→ **SUPPLIED DATA**:
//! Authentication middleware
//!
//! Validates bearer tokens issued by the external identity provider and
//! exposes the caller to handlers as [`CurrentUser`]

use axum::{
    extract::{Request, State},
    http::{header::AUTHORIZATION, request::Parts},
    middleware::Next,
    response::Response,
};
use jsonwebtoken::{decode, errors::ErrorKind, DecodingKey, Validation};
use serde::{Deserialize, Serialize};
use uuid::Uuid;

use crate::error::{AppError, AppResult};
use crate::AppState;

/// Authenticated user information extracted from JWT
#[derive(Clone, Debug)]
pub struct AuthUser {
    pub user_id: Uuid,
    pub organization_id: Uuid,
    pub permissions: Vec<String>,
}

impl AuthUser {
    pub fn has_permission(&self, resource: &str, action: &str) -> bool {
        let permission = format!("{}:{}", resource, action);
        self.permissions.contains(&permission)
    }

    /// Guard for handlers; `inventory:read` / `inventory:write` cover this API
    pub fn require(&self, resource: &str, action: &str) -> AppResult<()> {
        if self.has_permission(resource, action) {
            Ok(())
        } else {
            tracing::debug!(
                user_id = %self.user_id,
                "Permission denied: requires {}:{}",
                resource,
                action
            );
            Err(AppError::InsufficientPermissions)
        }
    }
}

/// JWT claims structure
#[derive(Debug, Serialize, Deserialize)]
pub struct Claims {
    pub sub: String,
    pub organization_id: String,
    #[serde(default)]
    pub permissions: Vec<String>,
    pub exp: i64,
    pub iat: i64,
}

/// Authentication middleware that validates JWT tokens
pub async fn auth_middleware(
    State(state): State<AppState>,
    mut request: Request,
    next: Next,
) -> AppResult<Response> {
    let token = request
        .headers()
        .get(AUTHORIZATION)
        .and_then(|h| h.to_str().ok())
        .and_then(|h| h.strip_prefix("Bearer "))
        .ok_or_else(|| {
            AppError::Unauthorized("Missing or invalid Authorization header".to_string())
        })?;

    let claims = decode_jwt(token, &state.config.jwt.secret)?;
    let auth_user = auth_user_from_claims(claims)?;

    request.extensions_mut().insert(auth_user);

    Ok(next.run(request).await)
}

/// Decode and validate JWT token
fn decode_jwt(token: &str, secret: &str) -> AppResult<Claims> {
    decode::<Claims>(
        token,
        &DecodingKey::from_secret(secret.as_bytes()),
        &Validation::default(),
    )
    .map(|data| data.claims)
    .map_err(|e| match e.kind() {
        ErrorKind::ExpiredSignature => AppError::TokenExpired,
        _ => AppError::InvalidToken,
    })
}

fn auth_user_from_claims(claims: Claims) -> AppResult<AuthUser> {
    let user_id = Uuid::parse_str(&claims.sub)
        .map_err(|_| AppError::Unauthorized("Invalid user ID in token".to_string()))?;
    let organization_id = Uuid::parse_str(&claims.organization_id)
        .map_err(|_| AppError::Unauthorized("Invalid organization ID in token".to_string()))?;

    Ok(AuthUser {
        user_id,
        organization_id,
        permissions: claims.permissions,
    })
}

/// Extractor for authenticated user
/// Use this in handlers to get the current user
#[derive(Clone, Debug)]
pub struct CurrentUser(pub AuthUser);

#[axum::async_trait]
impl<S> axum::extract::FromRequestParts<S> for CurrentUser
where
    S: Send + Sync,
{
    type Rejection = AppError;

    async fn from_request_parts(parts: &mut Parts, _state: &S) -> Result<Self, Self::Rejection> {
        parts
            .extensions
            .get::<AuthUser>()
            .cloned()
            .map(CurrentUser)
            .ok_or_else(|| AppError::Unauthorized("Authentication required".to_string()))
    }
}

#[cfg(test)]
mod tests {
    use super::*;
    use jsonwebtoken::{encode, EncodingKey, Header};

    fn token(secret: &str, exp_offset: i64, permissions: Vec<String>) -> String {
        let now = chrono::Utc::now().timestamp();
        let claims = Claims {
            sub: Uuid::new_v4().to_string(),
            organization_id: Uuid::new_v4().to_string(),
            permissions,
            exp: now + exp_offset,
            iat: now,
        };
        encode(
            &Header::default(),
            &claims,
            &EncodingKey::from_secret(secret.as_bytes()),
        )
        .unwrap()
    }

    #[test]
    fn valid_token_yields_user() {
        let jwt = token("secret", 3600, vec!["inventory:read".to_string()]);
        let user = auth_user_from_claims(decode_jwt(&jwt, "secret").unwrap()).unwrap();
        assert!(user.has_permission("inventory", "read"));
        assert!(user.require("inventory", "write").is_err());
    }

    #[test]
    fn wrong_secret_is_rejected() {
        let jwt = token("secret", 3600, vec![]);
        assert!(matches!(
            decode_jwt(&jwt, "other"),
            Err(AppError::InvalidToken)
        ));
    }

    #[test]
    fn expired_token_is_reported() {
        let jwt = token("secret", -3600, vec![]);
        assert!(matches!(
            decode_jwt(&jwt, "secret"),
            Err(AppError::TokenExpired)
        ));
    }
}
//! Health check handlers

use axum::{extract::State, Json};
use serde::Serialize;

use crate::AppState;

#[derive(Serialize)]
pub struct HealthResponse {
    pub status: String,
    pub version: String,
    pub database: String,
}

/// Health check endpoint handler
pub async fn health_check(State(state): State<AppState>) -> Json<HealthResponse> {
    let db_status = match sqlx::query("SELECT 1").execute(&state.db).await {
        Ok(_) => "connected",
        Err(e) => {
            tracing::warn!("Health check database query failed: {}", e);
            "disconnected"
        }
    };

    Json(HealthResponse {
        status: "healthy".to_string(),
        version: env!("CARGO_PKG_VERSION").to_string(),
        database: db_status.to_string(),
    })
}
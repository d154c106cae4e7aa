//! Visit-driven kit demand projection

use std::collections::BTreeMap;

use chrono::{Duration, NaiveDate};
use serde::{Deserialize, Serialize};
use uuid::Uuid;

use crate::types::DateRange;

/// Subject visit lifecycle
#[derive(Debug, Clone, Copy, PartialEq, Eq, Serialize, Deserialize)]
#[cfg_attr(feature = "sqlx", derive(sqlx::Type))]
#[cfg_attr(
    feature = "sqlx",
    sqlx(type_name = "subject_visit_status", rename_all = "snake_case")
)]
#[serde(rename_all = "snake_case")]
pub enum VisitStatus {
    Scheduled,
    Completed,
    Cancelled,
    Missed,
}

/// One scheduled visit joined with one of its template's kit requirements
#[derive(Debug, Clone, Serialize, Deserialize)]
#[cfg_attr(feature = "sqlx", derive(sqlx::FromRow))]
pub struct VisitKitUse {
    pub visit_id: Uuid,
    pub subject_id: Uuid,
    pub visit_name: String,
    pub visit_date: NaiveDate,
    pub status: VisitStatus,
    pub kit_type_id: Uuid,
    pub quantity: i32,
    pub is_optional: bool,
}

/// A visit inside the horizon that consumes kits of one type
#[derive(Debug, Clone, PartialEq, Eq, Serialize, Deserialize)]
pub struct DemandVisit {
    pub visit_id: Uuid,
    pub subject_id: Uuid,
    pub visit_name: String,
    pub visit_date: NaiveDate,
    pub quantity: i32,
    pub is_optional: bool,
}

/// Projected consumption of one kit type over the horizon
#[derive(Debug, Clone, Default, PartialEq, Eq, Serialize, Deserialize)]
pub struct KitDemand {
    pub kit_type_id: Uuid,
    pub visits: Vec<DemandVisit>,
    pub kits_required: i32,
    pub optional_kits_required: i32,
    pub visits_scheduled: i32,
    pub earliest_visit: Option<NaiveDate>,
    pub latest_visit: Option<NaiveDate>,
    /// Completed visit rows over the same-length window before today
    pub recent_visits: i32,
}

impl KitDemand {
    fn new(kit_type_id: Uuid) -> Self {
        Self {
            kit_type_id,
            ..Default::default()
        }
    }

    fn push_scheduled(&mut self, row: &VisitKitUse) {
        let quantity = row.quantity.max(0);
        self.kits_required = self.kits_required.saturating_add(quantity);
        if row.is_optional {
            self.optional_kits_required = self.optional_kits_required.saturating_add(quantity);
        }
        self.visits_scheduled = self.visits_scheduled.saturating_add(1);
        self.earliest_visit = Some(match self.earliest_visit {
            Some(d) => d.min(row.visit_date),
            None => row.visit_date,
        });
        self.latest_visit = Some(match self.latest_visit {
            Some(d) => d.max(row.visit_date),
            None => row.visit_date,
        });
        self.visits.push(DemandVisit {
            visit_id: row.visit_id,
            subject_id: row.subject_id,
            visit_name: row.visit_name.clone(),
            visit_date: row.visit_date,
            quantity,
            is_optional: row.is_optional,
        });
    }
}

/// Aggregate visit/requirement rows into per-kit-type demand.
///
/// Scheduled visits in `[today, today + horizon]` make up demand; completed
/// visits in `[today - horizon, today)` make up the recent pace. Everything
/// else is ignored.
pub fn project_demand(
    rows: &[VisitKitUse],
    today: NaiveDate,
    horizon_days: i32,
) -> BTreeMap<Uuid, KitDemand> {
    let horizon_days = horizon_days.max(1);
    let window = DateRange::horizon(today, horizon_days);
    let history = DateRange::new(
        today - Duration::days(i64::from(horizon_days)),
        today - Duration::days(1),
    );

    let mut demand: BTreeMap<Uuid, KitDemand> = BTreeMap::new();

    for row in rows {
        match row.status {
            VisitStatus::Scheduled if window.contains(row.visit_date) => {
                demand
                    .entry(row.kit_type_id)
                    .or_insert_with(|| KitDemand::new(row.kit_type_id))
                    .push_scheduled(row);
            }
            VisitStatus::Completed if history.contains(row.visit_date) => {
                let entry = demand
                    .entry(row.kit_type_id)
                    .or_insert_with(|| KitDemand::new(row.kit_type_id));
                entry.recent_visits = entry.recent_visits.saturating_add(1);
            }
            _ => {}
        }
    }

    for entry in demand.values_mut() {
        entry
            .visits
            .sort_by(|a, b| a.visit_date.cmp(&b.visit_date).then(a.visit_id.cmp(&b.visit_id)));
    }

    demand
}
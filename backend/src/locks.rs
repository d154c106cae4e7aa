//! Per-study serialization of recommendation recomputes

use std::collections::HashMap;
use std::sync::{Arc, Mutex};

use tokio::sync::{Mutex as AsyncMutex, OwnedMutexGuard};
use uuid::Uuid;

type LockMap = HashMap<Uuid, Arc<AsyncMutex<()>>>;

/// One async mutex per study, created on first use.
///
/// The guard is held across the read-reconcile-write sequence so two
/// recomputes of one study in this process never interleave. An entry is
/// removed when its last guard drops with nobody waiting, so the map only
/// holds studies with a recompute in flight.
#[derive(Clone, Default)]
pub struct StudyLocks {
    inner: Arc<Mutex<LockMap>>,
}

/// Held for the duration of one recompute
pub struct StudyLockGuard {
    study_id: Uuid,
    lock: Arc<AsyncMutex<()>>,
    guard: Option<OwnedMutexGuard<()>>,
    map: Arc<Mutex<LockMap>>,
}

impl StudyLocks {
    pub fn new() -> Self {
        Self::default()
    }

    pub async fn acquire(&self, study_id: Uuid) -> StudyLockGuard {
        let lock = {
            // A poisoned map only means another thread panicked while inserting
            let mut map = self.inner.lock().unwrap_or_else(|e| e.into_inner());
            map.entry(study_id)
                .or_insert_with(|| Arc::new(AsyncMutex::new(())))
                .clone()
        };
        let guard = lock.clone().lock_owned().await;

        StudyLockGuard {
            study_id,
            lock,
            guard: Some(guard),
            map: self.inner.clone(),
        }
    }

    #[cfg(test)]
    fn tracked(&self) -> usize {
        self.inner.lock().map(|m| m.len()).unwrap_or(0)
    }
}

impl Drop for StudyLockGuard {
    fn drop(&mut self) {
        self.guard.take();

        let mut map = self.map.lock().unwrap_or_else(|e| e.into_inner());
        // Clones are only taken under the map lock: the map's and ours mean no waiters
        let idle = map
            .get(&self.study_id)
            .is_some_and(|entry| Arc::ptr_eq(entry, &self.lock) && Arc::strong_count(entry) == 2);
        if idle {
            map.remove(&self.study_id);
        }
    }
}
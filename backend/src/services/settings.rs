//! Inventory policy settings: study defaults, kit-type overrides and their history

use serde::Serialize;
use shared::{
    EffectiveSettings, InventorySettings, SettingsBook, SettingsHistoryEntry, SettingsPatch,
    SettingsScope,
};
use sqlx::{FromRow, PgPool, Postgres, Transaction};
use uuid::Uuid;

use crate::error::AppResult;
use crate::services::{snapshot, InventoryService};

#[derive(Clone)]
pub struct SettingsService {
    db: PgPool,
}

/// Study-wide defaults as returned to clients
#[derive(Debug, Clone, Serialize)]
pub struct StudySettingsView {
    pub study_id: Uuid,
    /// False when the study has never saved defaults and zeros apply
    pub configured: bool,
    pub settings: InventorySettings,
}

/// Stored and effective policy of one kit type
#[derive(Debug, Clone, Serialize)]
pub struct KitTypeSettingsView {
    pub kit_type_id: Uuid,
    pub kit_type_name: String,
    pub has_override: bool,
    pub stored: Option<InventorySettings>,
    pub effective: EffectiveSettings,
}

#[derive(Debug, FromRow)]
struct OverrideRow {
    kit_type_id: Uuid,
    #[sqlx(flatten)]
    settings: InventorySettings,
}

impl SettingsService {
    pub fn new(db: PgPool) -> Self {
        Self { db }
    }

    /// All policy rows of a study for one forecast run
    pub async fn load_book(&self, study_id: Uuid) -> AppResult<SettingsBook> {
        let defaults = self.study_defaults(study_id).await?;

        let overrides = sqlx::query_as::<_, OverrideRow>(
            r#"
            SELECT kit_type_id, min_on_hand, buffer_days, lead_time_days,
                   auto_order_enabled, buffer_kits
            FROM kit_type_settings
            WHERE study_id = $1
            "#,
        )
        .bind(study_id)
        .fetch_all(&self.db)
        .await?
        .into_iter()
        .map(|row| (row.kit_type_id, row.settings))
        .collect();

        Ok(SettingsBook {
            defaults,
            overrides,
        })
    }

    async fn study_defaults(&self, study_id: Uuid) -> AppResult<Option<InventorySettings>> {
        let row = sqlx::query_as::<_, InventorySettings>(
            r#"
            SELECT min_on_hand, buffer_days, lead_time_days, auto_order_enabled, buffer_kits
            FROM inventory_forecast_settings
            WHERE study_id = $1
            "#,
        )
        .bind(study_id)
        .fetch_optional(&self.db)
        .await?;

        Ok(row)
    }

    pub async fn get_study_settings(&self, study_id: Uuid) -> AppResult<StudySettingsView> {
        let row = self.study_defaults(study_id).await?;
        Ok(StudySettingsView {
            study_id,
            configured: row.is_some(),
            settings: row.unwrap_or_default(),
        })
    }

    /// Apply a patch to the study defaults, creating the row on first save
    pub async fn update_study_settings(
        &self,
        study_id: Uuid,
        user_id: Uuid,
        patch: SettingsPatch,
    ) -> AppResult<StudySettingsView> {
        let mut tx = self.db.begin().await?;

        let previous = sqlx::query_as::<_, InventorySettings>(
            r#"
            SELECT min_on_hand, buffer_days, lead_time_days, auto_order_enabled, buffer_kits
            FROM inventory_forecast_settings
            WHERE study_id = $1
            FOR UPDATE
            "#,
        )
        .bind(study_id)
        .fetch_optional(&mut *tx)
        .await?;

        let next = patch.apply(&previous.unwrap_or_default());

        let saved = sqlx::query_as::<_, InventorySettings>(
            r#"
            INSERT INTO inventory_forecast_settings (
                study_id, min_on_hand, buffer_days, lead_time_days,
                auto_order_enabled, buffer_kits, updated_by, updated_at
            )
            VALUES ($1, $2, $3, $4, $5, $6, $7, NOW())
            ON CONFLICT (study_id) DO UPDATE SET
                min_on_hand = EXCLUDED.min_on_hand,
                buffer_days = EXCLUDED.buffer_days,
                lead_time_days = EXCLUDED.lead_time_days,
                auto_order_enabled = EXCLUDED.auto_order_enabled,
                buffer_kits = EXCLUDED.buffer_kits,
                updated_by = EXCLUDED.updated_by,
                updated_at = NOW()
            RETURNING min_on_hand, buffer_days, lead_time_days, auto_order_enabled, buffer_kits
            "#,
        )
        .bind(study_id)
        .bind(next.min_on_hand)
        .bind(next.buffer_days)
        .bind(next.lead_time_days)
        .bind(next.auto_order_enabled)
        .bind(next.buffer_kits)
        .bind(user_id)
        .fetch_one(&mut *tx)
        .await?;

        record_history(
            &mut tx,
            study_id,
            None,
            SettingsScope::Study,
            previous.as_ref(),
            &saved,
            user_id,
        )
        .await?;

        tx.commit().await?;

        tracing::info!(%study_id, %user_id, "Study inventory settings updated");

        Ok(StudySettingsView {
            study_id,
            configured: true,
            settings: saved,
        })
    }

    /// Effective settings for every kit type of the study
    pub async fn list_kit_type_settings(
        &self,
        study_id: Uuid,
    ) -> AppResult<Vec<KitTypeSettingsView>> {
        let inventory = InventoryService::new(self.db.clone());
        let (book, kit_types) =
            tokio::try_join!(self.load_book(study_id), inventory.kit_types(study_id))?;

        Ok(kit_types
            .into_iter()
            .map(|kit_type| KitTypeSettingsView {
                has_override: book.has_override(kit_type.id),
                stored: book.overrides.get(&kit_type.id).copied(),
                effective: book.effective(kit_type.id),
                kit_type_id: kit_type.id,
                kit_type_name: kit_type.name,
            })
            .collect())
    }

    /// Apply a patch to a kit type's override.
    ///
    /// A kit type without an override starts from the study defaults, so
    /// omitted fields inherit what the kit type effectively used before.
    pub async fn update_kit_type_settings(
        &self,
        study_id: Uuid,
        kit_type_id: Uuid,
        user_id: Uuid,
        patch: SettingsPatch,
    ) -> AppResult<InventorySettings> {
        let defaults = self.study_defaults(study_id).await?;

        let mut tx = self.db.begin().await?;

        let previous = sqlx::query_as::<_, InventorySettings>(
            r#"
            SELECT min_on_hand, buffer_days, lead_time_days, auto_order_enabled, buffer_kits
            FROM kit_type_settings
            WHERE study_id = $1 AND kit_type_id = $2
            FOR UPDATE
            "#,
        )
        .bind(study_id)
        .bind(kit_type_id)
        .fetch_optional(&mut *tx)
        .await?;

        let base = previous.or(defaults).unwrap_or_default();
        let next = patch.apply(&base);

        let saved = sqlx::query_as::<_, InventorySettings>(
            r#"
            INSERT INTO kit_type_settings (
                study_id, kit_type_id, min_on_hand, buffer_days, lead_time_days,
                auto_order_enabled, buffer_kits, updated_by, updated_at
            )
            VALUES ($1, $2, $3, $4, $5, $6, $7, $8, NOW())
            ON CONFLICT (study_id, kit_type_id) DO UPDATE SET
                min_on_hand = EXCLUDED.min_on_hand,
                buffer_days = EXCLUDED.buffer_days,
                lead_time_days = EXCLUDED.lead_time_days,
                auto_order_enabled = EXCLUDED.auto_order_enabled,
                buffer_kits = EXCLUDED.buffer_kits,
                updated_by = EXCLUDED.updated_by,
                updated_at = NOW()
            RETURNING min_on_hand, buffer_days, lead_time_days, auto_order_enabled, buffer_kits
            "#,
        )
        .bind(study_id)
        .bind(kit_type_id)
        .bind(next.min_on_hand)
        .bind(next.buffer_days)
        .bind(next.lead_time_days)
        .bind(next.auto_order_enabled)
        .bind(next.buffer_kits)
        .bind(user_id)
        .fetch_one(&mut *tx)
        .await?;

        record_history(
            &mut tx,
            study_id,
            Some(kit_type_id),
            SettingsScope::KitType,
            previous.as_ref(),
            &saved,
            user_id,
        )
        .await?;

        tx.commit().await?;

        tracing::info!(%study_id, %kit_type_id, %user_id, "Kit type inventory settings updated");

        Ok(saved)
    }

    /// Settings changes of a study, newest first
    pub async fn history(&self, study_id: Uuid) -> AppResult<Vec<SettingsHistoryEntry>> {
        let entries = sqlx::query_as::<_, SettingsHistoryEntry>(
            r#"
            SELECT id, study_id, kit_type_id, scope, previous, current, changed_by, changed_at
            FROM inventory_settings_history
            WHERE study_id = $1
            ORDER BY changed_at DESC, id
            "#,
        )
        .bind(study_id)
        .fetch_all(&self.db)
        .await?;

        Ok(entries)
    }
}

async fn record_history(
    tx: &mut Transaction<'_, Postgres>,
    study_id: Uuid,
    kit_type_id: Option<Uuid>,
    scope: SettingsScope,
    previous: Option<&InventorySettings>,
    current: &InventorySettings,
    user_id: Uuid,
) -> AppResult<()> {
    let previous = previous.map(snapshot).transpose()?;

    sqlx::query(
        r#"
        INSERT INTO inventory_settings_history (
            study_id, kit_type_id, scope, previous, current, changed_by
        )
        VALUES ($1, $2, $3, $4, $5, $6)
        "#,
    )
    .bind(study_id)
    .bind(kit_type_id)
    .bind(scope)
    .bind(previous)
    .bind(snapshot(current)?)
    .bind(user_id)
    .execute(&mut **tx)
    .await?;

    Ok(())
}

→ **EXERCISE DIRECTIONS**: Search the listing for "tokio" and copy each line holding it.

→ **ANSWER TO THIS TASK**:
use tokio::sync::{Mutex as AsyncMutex, OwnedMutexGuard};
            tokio::try_join!(self.load_book(study_id), inventory.kit_types(study_id))?;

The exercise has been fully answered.